WORK TO BE COMPLETED: Go through the records and copy each line where the word "NoCelebrations" occurs.

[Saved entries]
★ ★ ★

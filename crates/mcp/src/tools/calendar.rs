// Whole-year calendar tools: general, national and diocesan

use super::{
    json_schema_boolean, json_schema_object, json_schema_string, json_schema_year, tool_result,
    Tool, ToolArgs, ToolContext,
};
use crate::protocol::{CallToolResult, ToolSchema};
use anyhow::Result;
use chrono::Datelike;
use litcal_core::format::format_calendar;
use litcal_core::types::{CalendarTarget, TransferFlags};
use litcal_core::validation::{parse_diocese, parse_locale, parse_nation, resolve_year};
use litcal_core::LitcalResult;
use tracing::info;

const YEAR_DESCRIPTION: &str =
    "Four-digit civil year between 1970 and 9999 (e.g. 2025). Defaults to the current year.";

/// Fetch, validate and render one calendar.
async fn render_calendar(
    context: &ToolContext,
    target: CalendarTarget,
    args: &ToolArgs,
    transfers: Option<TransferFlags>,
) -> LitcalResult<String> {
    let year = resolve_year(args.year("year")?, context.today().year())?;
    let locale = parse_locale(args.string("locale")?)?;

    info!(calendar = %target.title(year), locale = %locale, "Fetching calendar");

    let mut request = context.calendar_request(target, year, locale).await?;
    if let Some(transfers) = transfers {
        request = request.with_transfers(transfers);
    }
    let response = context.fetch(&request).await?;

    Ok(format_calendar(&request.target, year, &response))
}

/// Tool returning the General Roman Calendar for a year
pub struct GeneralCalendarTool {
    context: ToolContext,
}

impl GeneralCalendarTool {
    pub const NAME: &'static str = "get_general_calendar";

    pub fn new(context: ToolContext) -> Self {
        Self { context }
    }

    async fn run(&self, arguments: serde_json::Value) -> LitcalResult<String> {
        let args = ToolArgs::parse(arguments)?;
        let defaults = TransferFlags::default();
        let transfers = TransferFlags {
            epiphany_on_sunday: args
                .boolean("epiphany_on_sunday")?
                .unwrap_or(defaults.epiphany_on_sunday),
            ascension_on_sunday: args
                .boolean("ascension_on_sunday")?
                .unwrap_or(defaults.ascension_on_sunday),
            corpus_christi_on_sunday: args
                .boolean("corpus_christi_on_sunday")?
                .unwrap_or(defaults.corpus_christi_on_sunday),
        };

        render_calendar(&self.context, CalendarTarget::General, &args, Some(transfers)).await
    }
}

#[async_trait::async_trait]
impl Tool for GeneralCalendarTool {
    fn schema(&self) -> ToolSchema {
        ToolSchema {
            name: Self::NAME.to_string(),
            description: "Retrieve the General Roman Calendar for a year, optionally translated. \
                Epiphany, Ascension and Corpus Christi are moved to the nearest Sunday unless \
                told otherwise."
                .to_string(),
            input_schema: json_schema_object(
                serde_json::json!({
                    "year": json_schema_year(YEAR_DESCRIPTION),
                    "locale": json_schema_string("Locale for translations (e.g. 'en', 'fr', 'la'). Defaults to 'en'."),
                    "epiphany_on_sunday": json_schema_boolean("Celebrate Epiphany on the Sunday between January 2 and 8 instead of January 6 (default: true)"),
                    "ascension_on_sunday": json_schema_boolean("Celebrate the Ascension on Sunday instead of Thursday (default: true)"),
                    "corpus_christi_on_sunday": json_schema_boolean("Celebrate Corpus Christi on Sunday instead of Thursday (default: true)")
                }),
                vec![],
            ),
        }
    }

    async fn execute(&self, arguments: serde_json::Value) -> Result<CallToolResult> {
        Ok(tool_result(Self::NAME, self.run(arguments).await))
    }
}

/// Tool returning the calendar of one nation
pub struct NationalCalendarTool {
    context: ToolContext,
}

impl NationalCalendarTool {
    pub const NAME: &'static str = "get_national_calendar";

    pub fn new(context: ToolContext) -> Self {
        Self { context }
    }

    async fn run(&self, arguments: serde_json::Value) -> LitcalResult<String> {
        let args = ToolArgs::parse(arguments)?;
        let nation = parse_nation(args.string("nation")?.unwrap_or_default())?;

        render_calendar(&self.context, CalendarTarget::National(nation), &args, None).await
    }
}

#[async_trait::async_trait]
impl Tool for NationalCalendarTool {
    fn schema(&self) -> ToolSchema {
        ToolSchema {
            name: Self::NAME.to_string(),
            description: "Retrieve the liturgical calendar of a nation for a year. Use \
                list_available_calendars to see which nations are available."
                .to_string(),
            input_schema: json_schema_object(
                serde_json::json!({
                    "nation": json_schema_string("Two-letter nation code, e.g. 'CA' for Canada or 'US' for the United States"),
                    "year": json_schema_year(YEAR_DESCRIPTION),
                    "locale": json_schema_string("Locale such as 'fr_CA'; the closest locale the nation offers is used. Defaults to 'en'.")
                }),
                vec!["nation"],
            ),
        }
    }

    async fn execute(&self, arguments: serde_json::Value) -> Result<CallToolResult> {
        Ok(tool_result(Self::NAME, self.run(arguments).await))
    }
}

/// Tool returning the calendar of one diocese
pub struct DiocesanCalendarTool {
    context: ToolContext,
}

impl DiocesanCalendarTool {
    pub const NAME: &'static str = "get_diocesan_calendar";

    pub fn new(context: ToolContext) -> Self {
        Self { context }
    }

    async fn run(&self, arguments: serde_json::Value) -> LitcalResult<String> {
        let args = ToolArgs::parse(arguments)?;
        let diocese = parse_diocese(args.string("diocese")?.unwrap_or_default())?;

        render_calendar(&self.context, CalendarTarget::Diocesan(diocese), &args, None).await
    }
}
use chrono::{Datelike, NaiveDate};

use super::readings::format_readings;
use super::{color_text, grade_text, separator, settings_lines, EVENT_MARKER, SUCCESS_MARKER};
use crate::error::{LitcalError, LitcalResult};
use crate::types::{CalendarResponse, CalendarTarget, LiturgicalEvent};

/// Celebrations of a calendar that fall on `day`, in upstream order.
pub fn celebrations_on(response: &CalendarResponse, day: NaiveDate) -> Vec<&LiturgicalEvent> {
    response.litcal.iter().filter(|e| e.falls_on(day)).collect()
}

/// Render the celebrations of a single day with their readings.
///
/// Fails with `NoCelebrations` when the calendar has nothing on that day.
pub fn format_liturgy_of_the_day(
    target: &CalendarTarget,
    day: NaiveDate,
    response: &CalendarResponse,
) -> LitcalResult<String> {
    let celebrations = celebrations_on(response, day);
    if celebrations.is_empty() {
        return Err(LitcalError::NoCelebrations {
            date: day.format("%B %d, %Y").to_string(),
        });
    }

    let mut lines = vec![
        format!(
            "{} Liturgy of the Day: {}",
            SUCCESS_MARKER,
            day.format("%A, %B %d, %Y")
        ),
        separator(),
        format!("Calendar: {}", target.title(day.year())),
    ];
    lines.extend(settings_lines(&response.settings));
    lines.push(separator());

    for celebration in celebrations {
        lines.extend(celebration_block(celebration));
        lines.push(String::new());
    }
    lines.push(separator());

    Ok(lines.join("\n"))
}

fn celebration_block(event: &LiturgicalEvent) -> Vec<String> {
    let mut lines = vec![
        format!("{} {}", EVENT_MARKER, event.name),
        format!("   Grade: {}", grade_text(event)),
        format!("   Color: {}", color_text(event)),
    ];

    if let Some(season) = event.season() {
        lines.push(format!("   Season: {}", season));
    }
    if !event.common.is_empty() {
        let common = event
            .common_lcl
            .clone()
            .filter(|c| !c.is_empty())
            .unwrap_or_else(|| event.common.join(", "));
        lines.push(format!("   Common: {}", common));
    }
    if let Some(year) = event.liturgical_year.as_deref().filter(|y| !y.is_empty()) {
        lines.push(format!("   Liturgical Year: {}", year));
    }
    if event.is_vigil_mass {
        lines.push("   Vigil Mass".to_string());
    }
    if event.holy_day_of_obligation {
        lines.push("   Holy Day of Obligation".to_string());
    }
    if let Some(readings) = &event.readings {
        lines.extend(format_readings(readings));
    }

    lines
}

★ ★ ★

EXERCISE ANSWER:
/// Fails with `NoCelebrations` when the calendar has nothing on that day.
        return Err(LitcalError::NoCelebrations {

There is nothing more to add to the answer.